The Case For Ignoring People At Work

The Case For Ignoring People At Work

37Signals honcho and Rework author Jason Fried explains why his company, and perhaps yours, benefits mightily from making passive tools like web chat, IM and even email a default communication tool, rather than calling meetings, yelling names and knocking on doors.

We’ve previously pointed to Fried’s thoughts on how proximity kills productivity through such means as keeping unplugged earphones in your ears. Fried makes a strong argument for the non-emergency nature of most workplace interruptions, though — in almost every case, a ping in a web chat or IM would have sufficed, and not answering it until you were done focusing on what you had to focus on would be fine.

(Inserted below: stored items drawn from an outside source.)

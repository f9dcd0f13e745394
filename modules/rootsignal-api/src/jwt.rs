use anyhow::Result;
use jsonwebtoken::{decode, encode, DecodingKey, EncodingKey, Header, Validation};
use serde::{Deserialize, Serialize};
use sha2::{Digest, Sha256};
use uuid::Uuid;

const TOKEN_DURATION_SECS: i64 = 24 * 3600; // 24 hours
const COOKIE_NAME: &str = "auth_token";

/// JWT Claims stored in the token.
#[derive(Debug, Serialize, Deserialize, Clone)]
pub struct Claims {
    pub sub: String,
    pub phone_number: String,
    pub is_admin: bool,
    pub exp: i64,
    pub iat: i64,
    pub iss: String,
    pub jti: String,
}

/// JWT service for creating and verifying tokens.
#[derive(Clone)]
pub struct JwtService {
    encoding_key: EncodingKey,
    decoding_key: DecodingKey,
    issuer: String,
}

impl JwtService {
    pub fn new(secret: &str, issuer: String) -> Self {
        Self {
            encoding_key: EncodingKey::from_secret(secret.as_bytes()),
            decoding_key: DecodingKey::from_secret(secret.as_bytes()),
            issuer,
        }
    }

    /// Create a JWT token. The `sub` claim is a deterministic UUID derived
    /// from the phone number hash, so we don't need a persistent user table.
    pub fn create_token(&self, phone_number: &str, is_admin: bool) -> Result<String> {
        let now = chrono::Utc::now();
        let exp = now + chrono::Duration::seconds(TOKEN_DURATION_SECS);
        let member_id = phone_to_uuid(phone_number);

        let claims = Claims {
            sub: member_id.to_string(),
            phone_number: phone_number.to_string(),
            is_admin,
            exp: exp.timestamp(),
            iat: now.timestamp(),
            iss: self.issuer.clone(),
            jti: Uuid::new_v4().to_string(),
        };

        encode(&Header::default(), &claims, &self.encoding_key).map_err(Into::into)
    }

    /// Verify and decode a JWT token. Returns claims if valid and not expired.
    pub fn verify_token(&self, token: &str) -> Result<Claims> {
        let mut validation = Validation::default();
        validation.set_issuer(&[&self.issuer]);

        decode::<Claims>(token, &self.decoding_key, &validation)
            .map(|data| data.claims)
            .map_err(Into::into)
    }
}

/// Derive a deterministic UUID v5-style ID from a phone number.
fn phone_to_uuid(phone: &str) -> Uuid {
    let mut hasher = Sha256::new();
    hasher.update(b"rootsignal-member:");
    hasher.update(phone.as_bytes());
    let hash = hasher.finalize();
    // Use first 16 bytes of SHA-256 as UUID
    let mut bytes = [0u8; 16];
    bytes.copy_from_slice(&hash[..16]);
    // Set version 4 bits (we're faking it, but it's a valid UUID format)
    bytes[6] = (bytes[6] & 0x0f) | 0x40;
    bytes[8] = (bytes[8] & 0x3f) | 0x80;
    Uuid::from_bytes(bytes)
}

/// Build a Set-Cookie header that sets the JWT token.
pub fn jwt_cookie(token: &str) -> String {
    let secure = if cfg!(debug_assertions) {
        ""
    } else {
        "; Secure"
    };
    format!(
        "{COOKIE_NAME}={token}; Path=/; HttpOnly; SameSite=Lax; Max-Age={TOKEN_DURATION_SECS}{secure}"
    )
}

/// Build a Set-Cookie header that clears the JWT cookie.
pub fn clear_jwt_cookie() -> String {
    format!("{COOKIE_NAME}=; Path=/; HttpOnly; SameSite=Lax; Max-Age=0")
}

/// Parse the auth_token cookie value from a Cookie header string.
pub fn parse_auth_cookie(header: &str) -> Option<&str> {
    for part in header.split(';') {
        let part = part.trim();
        if let Some(value) = part.strip_prefix(COOKIE_NAME) {
            if let Some(value) = value.strip_prefix('=') {
                return Some(value);
            }
        }
    }
    None
}

#[cfg(test)]
mod tests {
    use super::*;

    fn test_service() -> JwtService {
        JwtService::new("test-secret-key", "rootsignal".to_string())
    }

    #[test]
    fn roundtrip_token() {
        let svc = test_service();
        let token = svc.create_token("+15551234567", true).unwrap();
        let claims = svc.verify_token(&token).unwrap();
        assert_eq!(claims.phone_number, "+15551234567");
        assert!(claims.is_admin);
        assert_eq!(claims.iss, "rootsignal");
    }

    #[test]
    fn deterministic_member_id() {
        let svc = test_service();
        let t1 = svc.create_token("+15551234567", true).unwrap();
        let t2 = svc.create_token("+15551234567", true).unwrap();
        let c1 = svc.verify_token(&t1).unwrap();
        let c2 = svc.verify_token(&t2).unwrap();
        assert_eq!(c1.sub, c2.sub);
    }

    #[test]
    fn different_phones_different_ids() {
        let svc = test_service();
        let t1 = svc.create_token("+15551234567", true).unwrap();
        let t2 = svc.create_token("+15559999999", true).unwrap();
        let c1 = svc.verify_token(&t1).unwrap();
        let c2 = svc.verify_token(&t2).unwrap();
        assert_ne!(c1.sub, c2.sub);
    }

    #[test]
    fn rejects_invalid_token() {
        let svc = test_service();
        assert!(svc.verify_token("garbage").is_err());
    }

    #[test]
    fn rejects_wrong_secret() {
        let svc1 = JwtService::new("secret-a", "rootsignal".to_string());
        let svc2 = JwtService::new("secret-b", "rootsignal".to_string());
        let token = svc1.create_token("+15551234567", false).unwrap();
        assert!(svc2.verify_token(&token).is_err());
    }

    #[test]
    fn token_expiry_is_24h() {
        let svc = test_service();
        let token = svc.create_token("+15551234567", false).unwrap();
        let claims = svc.verify_token(&token).unwrap();
        let expires_in = claims.exp - claims.iat;
        assert_eq!(expires_in, 24 * 3600);
    }

    #[test]
    fn parse_cookie() {
        assert_eq!(
            parse_auth_cookie("auth_token=abc123; other=xyz"),
            Some("abc123")
        );
        assert_eq!(
            parse_auth_cookie("other=xyz; auth_token=abc123"),
            Some("abc123")
        );
        assert_eq!(parse_auth_cookie("other=xyz"), None);
    }
}
//! Seesaw handlers for the discovery domain.

use std::sync::Arc;

use seesaw_core::{events, on, Context, Events, Handler};
use tracing::info;

use rootsignal_graph::GraphWriter;

use crate::core::engine::ScoutEngineDeps;
use crate::core::events::{PipelinePhase, ScoutEvent};
use crate::domains::lifecycle::events::LifecycleEvent;
use crate::enrichment::link_promoter::{self, PromotionConfig};
use crate::pipeline::handlers::bootstrap;
use crate::pipeline::scrape_phase::ScrapePhase;

/// EngineStarted → seed sources when the region has none.
pub fn bootstrap_handler() -> Handler<ScoutEngineDeps> {
    on::<LifecycleEvent>()
        .id("discovery:bootstrap")
        .filter(|e: &LifecycleEvent| {
            matches!(e, LifecycleEvent::EngineStarted { .. })
        })
        .then(
            |_event: Arc<LifecycleEvent>, ctx: Context<ScoutEngineDeps>| async move {
                let deps = ctx.deps();
                let state = deps.state.read().await;
                let events =
                    bootstrap::handle_engine_started(&state, deps).await?;
                Ok(events![..events])
            },
        )
}

/// PhaseCompleted(TensionScrape|ResponseScrape|Expansion) → promote collected links to sources.
pub fn link_promotion_handler() -> Handler<ScoutEngineDeps> {
    on::<LifecycleEvent>()
        .id("discovery:link_promotion")
        .filter(|e: &LifecycleEvent| {
            matches!(
                e,
                LifecycleEvent::PhaseCompleted { phase }
                    if matches!(phase, PipelinePhase::TensionScrape | PipelinePhase::ResponseScrape | PipelinePhase::Expansion)
            )
        })
        .then(
            |_event: Arc<LifecycleEvent>, ctx: Context<ScoutEngineDeps>| async move {
                let deps = ctx.deps();
                let state = deps.state.read().await;
                if state.collected_links.is_empty() {
                    return Ok(events![]);
                }
                let links = state.collected_links.clone();
                drop(state);

                let promoted = link_promoter::promote_links(&links, &PromotionConfig::default());
                if promoted.is_empty() {
                    return Ok(events![]);
                }
                let count = promoted.len() as u32;
                let mut events: Vec<ScoutEvent> = promoted
                    .into_iter()
                    .map(|s| {
                        ScoutEvent::Pipeline(crate::core::events::PipelineEvent::SourceDiscovered {
                            source: s,
                            discovered_by: "link_promoter".into(),
                        })
                    })
                    .collect();
                events.push(ScoutEvent::Pipeline(crate::core::events::PipelineEvent::LinksPromoted { count }));
                Ok(events![..events])
            },
        )
}

/// PhaseCompleted(TensionScrape) → discover mid-run sources, emit PhaseCompleted(MidRunDiscovery).
pub fn mid_run_handler() -> Handler<ScoutEngineDeps> {
    on::<LifecycleEvent>()
        .id("discovery:mid_run")
        .filter(|e: &LifecycleEvent| {
            matches!(
                e,
                LifecycleEvent::PhaseCompleted { phase }
                    if matches!(phase, PipelinePhase::TensionScrape)
            )
        })
        .then(
            |_event: Arc<LifecycleEvent>, ctx: Context<ScoutEngineDeps>| async move {
                info!("=== Mid-Run Discovery ===");
                let deps = ctx.deps();

                // Requires graph_client + budget — skip in tests
                let (region, graph_client, budget) = match (
                    deps.region.as_ref(),
                    deps.graph_client.as_ref(),
                    deps.budget.as_ref(),
                ) {
                    (Some(r), Some(g), Some(b)) => (r, g, b),
                    _ => {
                        return Ok(events![LifecycleEvent::PhaseCompleted {
                            phase: PipelinePhase::MidRunDiscovery,
                        }]);
                    }
                };
                let writer = GraphWriter::new(graph_client.clone());
                let discoverer = crate::discovery::source_finder::SourceFinder::new(
                    &writer,
                    &region.name,
                    &region.name,
                    deps.anthropic_api_key.as_deref(),
                    budget,
                )
                .with_embedder(&*deps.embedder);

                let (stats, social_topics, sources) = discoverer.run().await;
                if stats.actor_sources + stats.gap_sources > 0 {
                    info!("{stats}");
                }

                let mut scout_events: Vec<ScoutEvent> = Vec::new();

                // Register discovered sources
                if !sources.is_empty() {
                    scout_events.extend(ScrapePhase::register_sources_events(
                        sources,
                        "source_finder",
                    ));
                }

                // Stash social topics for response scrape
                if !social_topics.is_empty() {
                    let mut state = deps.state.write().await;
                    state.social_topics = social_topics;
                }

                Ok(Events::batch(scout_events).add(LifecycleEvent::PhaseCompleted {
                    phase: PipelinePhase::MidRunDiscovery,
                }))
            },
        )
}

Then again, Fried manages a company full of programmers that make minimalist web software, and admits that there’s (intentionally) not much of a hierarchy at his firm. You may not be able to just shut the door or give mean stares from your desk — and many BoingBoing commenters promote the subtle values of coworker distractions. Still, Fried’s video chat is a good reminder that we can all probably benefit from directing our coworker to our inboxes.

Why You Can’t Work at Work [The Big Think via BoingBoing]


  • My previous job was just like Jason says.

    Clueless managers called endless meetings just to be seen to be doing something. The workplace was like a noisy social club and the extroverts loved it.

    It was so bad, the only real work was done after hours just as Jason says.

    Business needs to recognise that the real work is often performed by diligent introverts who are capable of focusing on detailed tasks for lengthy periods of time, provided they have a bit of peace and quiet.